Endocrine pharmacology
Egonol gentiobioside and egonol gentiotrioside from Styrax perkinsiae promote the biosynthesis of estrogen by aromatase

https://doi.org/10.1016/j.ejphar.2012.07.005Get rights and content

Abstract

Estrogen deficiency is associated with a variety of diseases, including osteoporosis, atherosclerosis, and Alzheimer's disease. Aromatase cytochrome P450 is the only enzyme in vertebrates known to catalyze the biosynthesis of estrogens from androgens. Inhibitors of aromatase have been developed for the treatment of estrogen-dependent breast cancer. However, small molecular agonists of aromatase, which would be useful to locally promote estrogen biosynthesis for the prevention of estrogen deficiency-induced diseases, are rarely reported. In this study, we established a nonradioactive assay for measuring aromatase activity by using human ovarian granulosa KGN cells and identified two estrogen biosynthesis-promoting compounds, egonol gentiobioside and egonol gentiotrioside from Styrax perkinsiae. The compounds also promoted estrogen biosynthesis in 3T3-L1 preadipocyte cells. Further study showed that neither compound affected the transcriptional and translational expression of aromatase in KGN cells, but that both significantly promoted the in vitro enzyme activity of recombinant expressed aromatase. Egonol gentiotrioside was also found to increase the serum estrogen level in ovariectomized rats. These results suggest that these two compounds may promote estrogen biosynthesis through the allosterical regulation of aromatase activity. Egonol gentiobioside and egonol gentiotrioside are, therefore, valuable targets for structural modification and warrant further investigation for their potential as novel pharmaceutical tools for the prevention of estrogen deficiency-induced diseases.

Introduction

Estrogens are steroid hormones that regulate growth, differentiation, and function in a broad range of target tissues in the body. The actions of estrogen are mediated by the estrogen receptors, which are expressed in a variety of cells and function through genomic or nongenomic actions on target genes (Heldring et al., 2007). Estrogen biosynthesis is catalyzed by aromatase (CYP19A1), which is responsible for binding of the C19 androgenic steroid substrate and catalyzing the necessary reactions to form the phenolic A ring characteristic of estrogens (Simpson et al., 2002). In humans, the expression of aromatase at the various sites is regulated by tissue-specific promoters through the use of alternative splicing mechanisms (Simpson, 2004). In the ovary and testes, aromatase expression is mediated by promoter II, which binds the transcription factors cAMP-response element binding protein (CREB) and steroidogenic factor-1. Aromatase expression in the gonads is thus regulated by gonadotropins through the stimulation of cAMP generation (Michael et al., 1995). In adipose cells and osteoblasts, aromatase expression is driven by promoter I.4, which is regulated by class I cytokines (Zhao et al., 1995, Shozu and Simpson, 1998). Thus, the regulation of estrogen biosynthesis in each tissue site of expression is unique, and switches in promoter usage have been found to be associated with the incidence of breast cancer (Simpson et al., 1997).
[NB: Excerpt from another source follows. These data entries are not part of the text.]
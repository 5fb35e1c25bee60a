//! Per-link traversal orchestration.
//!
//! One `TraversalLoop` drives rounds of advance -> snapshot -> evaluate
//! over a single feed until the stagnation tracker calls it exhausted, the
//! absolute round cap trips, the view becomes unavailable, or a stop is
//! requested. Every link yields an [`Outcome`], never a silent drop, and
//! nothing that goes wrong on one link escapes to the next.

use crate::config::{Config, TraversalConfig};
use crate::engine::cursor::FeedCursor;
use crate::engine::key::resolve_key;
use crate::engine::pacing::Pacing;
use crate::engine::stagnation::StagnationTracker;
use crate::execution::{ActionExecutor, ItemState};
use crate::provider::ProviderAdapter;
use crate::view::ViewSession;
use std::collections::HashSet;
use std::time::Duration;
use tokio::sync::watch;

/// Why a link's traversal stopped.
#[derive(Debug, Clone, Copy, PartialEq, Eq)]
pub enum TerminationReason {
    /// Stagnation threshold reached: the feed stopped yielding new items.
    Exhausted,
    /// Absolute round cap reached before the feed stagnated.
    RoundCapReached,
    /// The comment feed never opened or its container went missing.
    ViewUnavailable,
    /// Fatal session error or an external stop request.
    Aborted,
}

/// Per-link result, reported upward regardless of how the link ended.
#[derive(Debug, Clone)]
pub struct Outcome {
    pub link: String,
    pub items_seen: u64,
    pub items_acted: u64,
    pub reason: TerminationReason,
}

/// Aggregate counters over a whole run.
#[derive(Debug, Default, Clone, Copy)]
pub struct RunSummary {
    pub links_processed: u32,
    pub links_skipped: u32,
    pub total_seen: u64,
    pub total_acted: u64,
}

impl RunSummary {
    pub fn record(&mut self, outcome: &Outcome) {
        match outcome.reason {
            TerminationReason::Exhausted | TerminationReason::RoundCapReached => {
                self.links_processed += 1;
            }
            TerminationReason::ViewUnavailable | TerminationReason::Aborted => {
                self.links_skipped += 1;
            }
        }
        self.total_seen += outcome.items_seen;
        self.total_acted += outcome.items_acted;
    }
}

/// Cross-round state for one link. Created fresh per link, never persisted.
struct TraversalSession {
    seen_keys: HashSet<String>,
    items_acted: u64,
    round_index: u32,
}

impl TraversalSession {
    fn new() -> Self {
        Self {
            seen_keys: HashSet::new(),
            items_acted: 0,
            round_index: 0,
        }
    }

    fn outcome(&self, link: &str, reason: TerminationReason) -> Outcome {
        Outcome {
            link: link.to_string(),
            items_seen: self.seen_keys.len() as u64,
            items_acted: self.items_acted,
            reason,
        }
    }
}

pub struct TraversalLoop<'a, V: ViewSession, A: ProviderAdapter<V>> {
    view: &'a V,
    adapter: &'a A,
    traversal: TraversalConfig,
    scroll_step_px: u32,
    pacing: Box<dyn Pacing>,
    stop: watch::Receiver<bool>,
}

impl<'a, V: ViewSession, A: ProviderAdapter<V>> TraversalLoop<'a, V, A> {
    pub fn new(
        view: &'a V,
        adapter: &'a A,
        config: &Config,
        pacing: Box<dyn Pacing>,
        stop: watch::Receiver<bool>,
    ) -> Self {
        Self {
            view,
            adapter,
            traversal: config.traversal.clone(),
            scroll_step_px: config.pacing.scroll_step_px,
            pacing,
            stop,
        }
    }

    fn stop_requested(&self) -> bool {
        *self.stop.borrow()
    }

    /// Randomized pause between links, drawn from the pacing strategy.
    pub async fn pause_between_links(&mut self) {
        tokio::time::sleep(self.pacing.between_links_pause()).await;
    }

    /// Process one link start to finish. Infallible by contract: every
    /// failure mode is folded into the returned `Outcome`.
    pub async fn run_link(&mut self, link: &str) -> Outcome {
        let mut session = TraversalSession::new();
        tracing::info!(link, provider = self.adapter.name(), "processing link");

        if let Err(reason) = self.open_feed(link).await {
            return session.outcome(link, reason);
        }

        let cursor = FeedCursor::new(
            self.view,
            self.adapter.list_anchor_selector(),
            self.adapter.item_selector(),
            self.scroll_step_px,
            Duration::from_secs(5),
        );
        let executor = ActionExecutor::new(
            self.view,
            self.adapter,
            self.traversal.action_confirm_retries,
        );
        let mut stagnation = StagnationTracker::new(self.traversal.stagnation_threshold);

        while session.round_index < self.traversal.max_rounds {
            if self.stop_requested() {
                tracing::info!(link, "stop requested, aborting link at round boundary");
                return session.outcome(link, TerminationReason::Aborted);
            }

            if let Some(pause) = self.pacing.long_pause() {
                tracing::debug!(secs = pause.as_secs_f64(), "taking a longer pause");
                tokio::time::sleep(pause).await;
            }

            // Advancing. A failed advance still proceeds to snapshot: the
            // view may have moved partially, and repeated no-progress
            // rounds terminate through stagnation anyway.
            let delta = self.pacing.scroll_delta();
            match cursor.advance(self.pacing.as_mut(), delta).await {
                Ok(()) => {}
                Err(e) if e.is_fatal() => {
                    tracing::error!(link, error = %e, "fatal view error during advance");
                    return session.outcome(link, TerminationReason::Aborted);
                }
                Err(e) => {
                    tracing::warn!(link, error = %e, "cursor advance failed this round");
                }
            }

            // Snapshotting, with a bounded per-round retry budget.
            let items = match self.snapshot_with_retries(&cursor).await {
                Ok(items) => items,
                Err(reason) => {
                    return session.outcome(link, reason);
                }
            };

            // Evaluating.
            let mut new_keys = 0usize;
            for item in &items {
                if self.stop_requested() {
                    tracing::info!(link, "stop requested, aborting link at item boundary");
                    return session.outcome(link, TerminationReason::Aborted);
                }

                let input = match self.adapter.key_input(self.view, item).await {
                    Ok(input) => input,
                    Err(e) if e.is_fatal() => {
                        tracing::error!(link, error = %e, "fatal view error reading item");
                        return session.outcome(link, TerminationReason::Aborted);
                    }
                    // Not marked seen: the item stays eligible for a later
                    // round once its handle re-resolves cleanly.
                    Err(e) => {
                        tracing::debug!(error = %e, "item unreadable this round");
                        continue;
                    }
                };
                let Some(key) = resolve_key(&input, self.adapter.key_prefix_chars()) else {
                    tracing::debug!("unkeyable item dropped");
                    continue;
                };
                if !session.seen_keys.insert(key) {
                    continue;
                }
                new_keys += 1;

                let state = if self.pacing.skip_item() {
                    tracing::debug!(seen = session.seen_keys.len(), "natural skip");
                    ItemState::Skipped
                } else {
                    match executor.engage(self.pacing.as_mut(), item).await {
                        Ok(state) => state,
                        Err(e) => {
                            tracing::error!(link, error = %e, "fatal view error during action");
                            return session.outcome(link, TerminationReason::Aborted);
                        }
                    }
                };
                if state == ItemState::Confirmed {
                    session.items_acted += 1;
                    tracing::debug!(
                        acted = session.items_acted,
                        seen = session.seen_keys.len(),
                        "item engaged"
                    );
                }
            }

            // RoundComplete.
            session.round_index += 1;
            if stagnation.record_round(new_keys) {
                tracing::info!(
                    link,
                    rounds = session.round_index,
                    stagnant = stagnation.stagnant_rounds(),
                    "feed exhausted"
                );
                return session.outcome(link, TerminationReason::Exhausted);
            }
            if new_keys == 0 {
                tracing::debug!(
                    stagnant = stagnation.stagnant_rounds(),
                    threshold = stagnation.threshold(),
                    "no new items this round"
                );
            }

            if self.pacing.retreat() {
                let delta = self.pacing.retreat_delta();
                if let Err(e) = cursor.retreat(self.pacing.as_mut(), delta).await {
                    if e.is_fatal() {
                        tracing::error!(link, error = %e, "fatal view error during retreat");
                        return session.outcome(link, TerminationReason::Aborted);
                    }
                    tracing::debug!(error = %e, "retreat scroll failed");
                }
            }

            if session.round_index % 10 == 0 {
                tracing::info!(
                    link,
                    round = session.round_index,
                    seen = session.seen_keys.len(),
                    acted = session.items_acted,
                    "traversal progress"
                );
            }
        }

        tracing::info!(
            link,
            rounds = session.round_index,
            "round cap reached before stagnation"
        );
        session.outcome(link, TerminationReason::RoundCapReached)
    }

    /// Navigate to the link and open its comment feed, with a bounded
    /// attempt budget and growing pauses between attempts.
    async fn open_feed(&mut self, link: &str) -> Result<(), TerminationReason> {
        let attempts = self.traversal.feed_open_attempts.max(1);
        for attempt in 1..=attempts {
            if self.stop_requested() {
                return Err(TerminationReason::Aborted);
            }
            match self.adapter.open_feed(self.view, link).await {
                Ok(()) => {
                    tracing::debug!(link, attempt, "comment feed opened");
                    return Ok(());
                }
                Err(e) if e.is_fatal() => {
                    tracing::error!(link, error = %e, "fatal view error opening feed");
                    return Err(TerminationReason::Aborted);
                }
                Err(e) => {
                    tracing::warn!(link, attempt, attempts, error = %e, "open feed failed");
                    tokio::time::sleep(self.pacing.feed_open_backoff(attempt)).await;
                }
            }
        }
        tracing::warn!(link, "comment feed never opened, skipping link");
        Err(TerminationReason::ViewUnavailable)
    }

    async fn snapshot_with_retries(
        &mut self,
        cursor: &FeedCursor<'_, V>,
    ) -> Result<Vec<V::Handle>, TerminationReason> {
        let attempts = self.traversal.round_retry_attempts.max(1);
        for attempt in 1..=attempts {
            match cursor.snapshot().await {
                Ok(items) => return Ok(items),
                Err(e) if e.is_fatal() => {
                    tracing::error!(error = %e, "fatal view error during snapshot");
                    return Err(TerminationReason::Aborted);
                }
                Err(e) => {
                    tracing::debug!(attempt, attempts, error = %e, "snapshot failed");
                    tokio::time::sleep(self.pacing.scroll_pause()).await;
                }
            }
        }
        tracing::warn!("item container unavailable after retries, giving up on link");
        Err(TerminationReason::ViewUnavailable)
    }
}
Aromatase inhibitors, such as anastrozole, letrozole, and exemestane, have been developed for the treatment of hormone-dependent breast cancer in postmenopausal women since they show superiority over conventional anti-estrogen receptor drugs such as tamoxifen (Johnston and Dowsett, 2003). In comparison with the extensive number of studies dedicated to discovering new aromatase inhibitors, the search for small molecular aromatase agonists that promote estrogen biosynthesis has been small. Although some herbicides, fungicides, and insecticides have been found to promote aromatase expression in a cAMP-dependent or -independent manner (Sanderson et al., 2000, You et al., 2001, Morinaga et al., 2004), more work is needed to find potent aromatase agonists that produce less side effects. Epidemiological studies have suggested the involvement of estrogen insufficiency in osteoporosis, neurodegenerative diseases, and cardiovascular diseases (Deroo and Korach, 2006). Estrogen therapy is an established regimen for the prevention of these diseases, but recent evidence indicates that its long-term use is accompanied by side effects such as increased risks of breast, ovarian, and endometrial cancer (Davison and Davis, 2003). Thus, alternative methods that improve the therapeutic efficacy and safety by locally promoting estrogen biosynthesis should be developed for the prevention and treatment of these diseases caused by estrogen deficiency.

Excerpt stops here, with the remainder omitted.